Women are known for only recording to tape, using eight-track recorders or ghetto blasters with the help of engineer/ Flemish Eye label mate/ musician Chad VanGaalen. “Even just being around Chad in the first place puts a kind of pressure on you in a way, like a good pressure. He’s just so productive, prolific, in every department. You’ll come over to his house and you haven’t seen him for a couple of weeks and there’ll be like two hours of post-apocalyptic future synth stacks with beats, he’s got like this huge poly synth set up. And then he’ll have some kind of psychedelic animations on. So yeah it’s just nice to be around someone like that, and like I said you’ll be like ‘Ok, well what am I doing?’ – It makes you just wanna make things.”

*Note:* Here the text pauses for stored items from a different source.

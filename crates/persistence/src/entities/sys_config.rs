//! System configuration entity.

use chrono::{DateTime, Utc};
use domain::models::sys_config::SysConfigEntry;
use sqlx::FromRow;

/// Database row mapping for the sys_configs table.
#[derive(Debug, Clone, FromRow)]
pub struct SysConfigEntity {
    pub id: i64,
    pub scope: String,
    pub key: String,
    pub value: String,
    pub updated_at: DateTime<Utc>,
}

impl From<SysConfigEntity> for SysConfigEntry {
    fn from(entity: SysConfigEntity) -> Self {
        Self {
            scope: entity.scope,
            key: entity.key,
            value: entity.value,
        }
    }
}
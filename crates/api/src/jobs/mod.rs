//! Background job scheduler and job implementations.

mod expire_memberships;
mod expire_orders;
mod housekeeping;
mod pool_metrics;
mod scheduler;
mod settle_commissions;

pub use expire_memberships::ExpireMembershipsJob;
pub use expire_orders::ExpirePendingOrdersJob;
pub use housekeeping::{PurgeTokenBlacklistJob, ResetPaymentAccountDailyJob};
pub use pool_metrics::PoolMetricsJob;
pub use scheduler::{Job, JobFrequency, JobScheduler};
pub use settle_commissions::SettleHeldCommissionsJob;

use crate::app::AppState;

/// Scheduler with every maintenance job registered.
pub fn build_scheduler(state: &AppState) -> JobScheduler {
    let mut scheduler = JobScheduler::new(state.calendar);
    scheduler.register(PoolMetricsJob::new(state.pool.clone()));
    scheduler.register(ExpirePendingOrdersJob::new(state));
    scheduler.register(ExpireMembershipsJob::new(state));
    scheduler.register(SettleHeldCommissionsJob::new(state.pool.clone()));
    scheduler.register(ResetPaymentAccountDailyJob::new(state.pool.clone()));
    scheduler.register(PurgeTokenBlacklistJob::new(state.pool.clone()));
    scheduler
}
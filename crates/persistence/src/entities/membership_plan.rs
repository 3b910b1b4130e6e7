//! Membership plan entity.

use chrono::{DateTime, Utc};
use domain::models::membership_plan::{MembershipPlan, PlanType};
use domain::models::platform::PlatformSet;
use rust_decimal::Decimal;
use sqlx::types::Json;
use sqlx::FromRow;

db_enum!(PlanTypeDb, PlanType, "plan_type", { Monthly, Yearly, Lifetime });

/// Database row mapping for the membership_plans table.
///
/// `platforms` is a JSONB array of platform names.
#[derive(Debug, Clone, FromRow)]
pub struct MembershipPlanEntity {
    pub id: i64,
    pub plan_code: String,
    pub plan_name: String,
    pub plan_type: PlanTypeDb,
    pub platforms: Json<PlatformSet>,
    pub duration_days: Option<i32>,
    pub base_price: Decimal,
    pub final_price: Decimal,
    pub discount_percentage: Decimal,
    pub currency: String,
    pub daily_download_limit: Option<i32>,
    pub monthly_download_limit: Option<i32>,
    pub is_active: bool,
    pub is_featured: bool,
    pub sort_order: i32,
    pub description: Option<String>,
    pub created_at: DateTime<Utc>,
    pub updated_at: DateTime<Utc>,
}

impl From<MembershipPlanEntity> for MembershipPlan {
    fn from(entity: MembershipPlanEntity) -> Self {
        Self {
            id: entity.id,
            plan_code: entity.plan_code,
            plan_name: entity.plan_name,
            plan_type: entity.plan_type.into(),
            platforms: entity.platforms.0,
            duration_days: entity.duration_days,
            base_price: entity.base_price,
            final_price: entity.final_price,
            discount_percentage: entity.discount_percentage,
            currency: entity.currency,
            daily_download_limit: entity.daily_download_limit,
            monthly_download_limit: entity.monthly_download_limit,
            is_active: entity.is_active,
            is_featured: entity.is_featured,
            sort_order: entity.sort_order,
            description: entity.description,
            created_at: entity.created_at,
            updated_at: entity.updated_at,
        }
    }
}
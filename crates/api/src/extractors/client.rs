//! Caller metadata: client address and user agent.

use std::convert::Infallible;
use std::net::SocketAddr;

use axum::{
    async_trait,
    extract::{ConnectInfo, FromRequestParts},
    http::{header, request::Parts, Extensions, HeaderMap, Request},
};
use domain::models::platform::Platform;

/// Client address as seen through the proxy chain.
///
/// `X-Forwarded-For` (first hop) wins over `X-Real-IP`, which wins over the
/// socket peer address.
pub fn resolve_ip(headers: &HeaderMap, extensions: &Extensions) -> Option<String> {
    let forwarded = headers
        .get("x-forwarded-for")
        .and_then(|v| v.to_str().ok())
        .and_then(|v| v.split(',').next())
        .map(str::trim)
        .filter(|v| !v.is_empty());

    let real_ip = headers
        .get("x-real-ip")
        .and_then(|v| v.to_str().ok())
        .map(str::trim)
        .filter(|v| !v.is_empty());

    forwarded
        .or(real_ip)
        .map(str::to_string)
        .or_else(|| {
            extensions
                .get::<ConnectInfo<SocketAddr>>()
                .map(|ConnectInfo(addr)| addr.ip().to_string())
        })
}

pub fn client_ip<B>(req: &Request<B>) -> Option<String> {
    resolve_ip(req.headers(), req.extensions())
}

/// Address and user agent of the caller.
#[derive(Debug, Clone, Default)]
pub struct ClientMeta {
    pub ip: Option<String>,
    pub user_agent: Option<String>,
}

impl ClientMeta {
    /// Platform detected from the user agent.
    pub fn platform(&self) -> Option<Platform> {
        self.user_agent.as_deref().and_then(Platform::detect)
    }
}

#[async_trait]
impl<S> FromRequestParts<S> for ClientMeta
where
    S: Send + Sync,
{
    type Rejection = Infallible;

    async fn from_request_parts(parts: &mut Parts, _state: &S) -> Result<Self, Self::Rejection> {
        Ok(ClientMeta {
            ip: resolve_ip(&parts.headers, &parts.extensions),
            user_agent: parts
                .headers
                .get(header::USER_AGENT)
                .and_then(|v| v.to_str().ok())
                .map(str::to_string),
        })
    }
}
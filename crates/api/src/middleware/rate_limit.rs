//! Per-client rate limiting for the login endpoints.
//!
//! Each client IP gets its own GCRA limiter. Limiters live for the life of the
//! process; the key space is bounded by the number of distinct callers.

use axum::{
    body::Body,
    extract::State,
    http::{header, HeaderValue, Request, StatusCode},
    middleware::Next,
    response::{IntoResponse, Response},
    Json,
};
use governor::{
    clock::{Clock, DefaultClock},
    state::{InMemoryState, NotKeyed},
    Quota, RateLimiter as GovRateLimiter,
};
use serde_json::json;
use std::collections::HashMap;
use std::num::NonZeroU32;
use std::sync::{Arc, RwLock};

use crate::extractors::client::client_ip;
use crate::response::FAILURE_CODE;

type ClientLimiter = GovRateLimiter<NotKeyed, InMemoryState, DefaultClock>;

/// Limiters keyed by client address.
pub struct RateLimiterState {
    limiters: RwLock<HashMap<String, Arc<ClientLimiter>>>,
    per_minute: u32,
}

impl RateLimiterState {
    pub fn new(per_minute: u32) -> Self {
        Self {
            limiters: RwLock::new(HashMap::new()),
            per_minute,
        }
    }

    pub fn per_minute(&self) -> u32 {
        self.per_minute
    }

    fn limiter_for(&self, key: &str) -> Arc<ClientLimiter> {
        {
            let limiters = self
                .limiters
                .read()
                .unwrap_or_else(|poisoned| poisoned.into_inner());
            if let Some(limiter) = limiters.get(key) {
                return Arc::clone(limiter);
            }
        }

        let mut limiters = self
            .limiters
            .write()
            .unwrap_or_else(|poisoned| poisoned.into_inner());

        // Another request may have inserted it between the two locks.
        if let Some(limiter) = limiters.get(key) {
            return Arc::clone(limiter);
        }

        let per_minute = NonZeroU32::new(self.per_minute).unwrap_or(NonZeroU32::MIN);
        let limiter = Arc::new(GovRateLimiter::direct(Quota::per_minute(per_minute)));
        limiters.insert(key.to_string(), Arc::clone(&limiter));
        limiter
    }

    /// `Err(retry_after_secs)` when the caller is over quota.
    pub fn check(&self, key: &str) -> Result<(), u64> {
        match self.limiter_for(key).check() {
            Ok(()) => Ok(()),
            Err(not_until) => {
                let wait = not_until.wait_time_from(DefaultClock::default().now());
                Err(wait.as_secs().max(1))
            }
        }
    }

    pub fn tracked_clients(&self) -> usize {
        self.limiters
            .read()
            .map(|l| l.len())
            .unwrap_or_else(|poisoned| poisoned.into_inner().len())
    }
}

impl std::fmt::Debug for RateLimiterState {
    fn fmt(&self, f: &mut std::fmt::Formatter<'_>) -> std::fmt::Result {
        f.debug_struct("RateLimiterState")
            .field("per_minute", &self.per_minute)
            .field("tracked_clients", &self.tracked_clients())
            .finish()
    }
}

/// Rejects requests over the per-IP quota with 429 and `Retry-After`.
pub async fn login_rate_limit(
    State(limiter): State<Arc<RateLimiterState>>,
    req: Request<Body>,
    next: Next,
) -> Response {
    let ip = client_ip(&req).unwrap_or_else(|| "unknown".to_string());

    match limiter.check(&ip) {
        Ok(()) => next.run(req).await,
        Err(retry_after) => {
            tracing::warn!(client_ip = %ip, retry_after, "Login rate limit exceeded");
            rate_limited_response(retry_after)
        }
    }
}

fn rate_limited_response(retry_after: u64) -> Response {
    let body = json!({
        "code": FAILURE_CODE,
        "data": null,
        "msg": format!("Too many login attempts. Retry after {} seconds.", retry_after),
    });

    let mut response = (StatusCode::TOO_MANY_REQUESTS, Json(body)).into_response();
    if let Ok(value) = HeaderValue::from_str(&retry_after.to_string()) {
        response.headers_mut().insert(header::RETRY_AFTER, value);
    }
    response
}
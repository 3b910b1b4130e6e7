//! Application services shared by the HTTP handlers and background jobs.

pub mod auth;
pub mod bootstrap;
pub mod catalog;
pub mod commission;
pub mod downloads;
pub mod memberships;
pub mod object_store;
pub mod orders;
pub mod refunds;
pub mod withdrawals;

pub use auth::AuthService;
pub use catalog::CatalogService;
pub use commission::CommissionService;
pub use downloads::DownloadService;
pub use memberships::MembershipService;
pub use orders::{OrderService, PaymentOutcome};
pub use refunds::RefundService;
pub use withdrawals::WithdrawService;
//! First-operator bootstrap.
//!
//! The back office has no sign-up, so the first operator comes from
//! configuration (`AS__BOOTSTRAP__OPERATOR_USERNAME` / `..._PASSWORD`). Once any
//! operator row exists this is a no-op.

use persistence::repositories::OperatorRepository;
use shared::password::{hash_password, PasswordError};
use sqlx::PgPool;
use tracing::{info, warn};

use crate::config::BootstrapConfig;

/// Error types for operator bootstrap.
#[derive(Debug, thiserror::Error)]
pub enum BootstrapError {
    #[error("Database error: {0}")]
    Database(#[from] sqlx::Error),

    #[error("Password hashing error: {0}")]
    PasswordHash(#[from] PasswordError),
}

/// What a bootstrap call ended up doing.
#[derive(Debug, Clone, Copy, PartialEq, Eq)]
pub enum BootstrapOutcome {
    NotConfigured,
    AlreadyBootstrapped,
    Created(i64),
}

fn configured(config: &BootstrapConfig) -> bool {
    if config.operator_username.trim().is_empty() {
        return false;
    }
    if config.operator_password.is_empty() {
        warn!("bootstrap.operator_username is set but bootstrap.operator_password is empty - skipping bootstrap");
        return false;
    }
    true
}

/// Creates the configured operator if the operators table is empty.
///
/// Call after migrations on startup.
pub async fn bootstrap_operator(
    pool: &PgPool,
    config: &BootstrapConfig,
) -> Result<BootstrapOutcome, BootstrapError> {
    if !configured(config) {
        return Ok(BootstrapOutcome::NotConfigured);
    }

    let repo = OperatorRepository::new(pool.clone());
    if repo.any_exists().await? {
        info!("Operators already exist - skipping bootstrap");
        return Ok(BootstrapOutcome::AlreadyBootstrapped);
    }

    let password_hash = hash_password(&config.operator_password)?;
    let username = config.operator_username.trim();
    let operator = repo.create(username, username, &password_hash, None).await?;

    info!(operator_id = operator.id, username = %username, "Bootstrapped first operator");
    Ok(BootstrapOutcome::Created(operator.id))
}

#[cfg(test)]
mod tests {
    use super::*;

    fn config(username: &str, password: &str) -> BootstrapConfig {
        BootstrapConfig {
            operator_username: username.to_string(),
            operator_password: password.to_string(),
        }
    }

    #[test]
    fn test_empty_username_is_not_configured() {
        assert!(!configured(&config("", "secret-password")));
        assert!(!configured(&config("   ", "secret-password")));
    }

    #[test]
    fn test_missing_password_is_not_configured() {
        assert!(!configured(&config("root", "")));
    }

    #[test]
    fn test_username_and_password_configured() {
        assert!(configured(&config("root", "secret-password")));
    }

    #[tokio::test]
    async fn test_unconfigured_bootstrap_skips_database() {
        let pool = sqlx::postgres::PgPoolOptions::new()
            .connect_lazy("postgres://localhost/unused")
            .unwrap();
        let outcome = bootstrap_operator(&pool, &BootstrapConfig::default())
            .await
            .unwrap();
        assert_eq!(outcome, BootstrapOutcome::NotConfigured);
    }
}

The band recorded both albums with Chad at his home. While their 2008 released debut self-titled album hones in on a ’60s nostalgia in aesthetic, it frequently veered off into more psychedelic territory. Public Strain, their follow up released at the end of this month, takes this style and applies a poppier strain. While old songs like ‘Black Rice’ and ‘Shaking Hand’ definitely encompass that jittery pop, songs like ‘Narrow With The Hall’ and ‘Eyesore’ grasp that old pop style and run with it, through a thick of distortion. In essence the two albums are mostly alike, but you get the feeling they were trying to push themselves further this time with Chad. “The last one we recorded in his basement, and then he actually moved into a bigger house, very close to his old house. And he’s got a two-storey garage set up. Upstairs there’s sort of like a sauna in there and then downstairs it’s just this giant concrete room. And then there’s another smaller room that we did some of the vocals in and stuff.”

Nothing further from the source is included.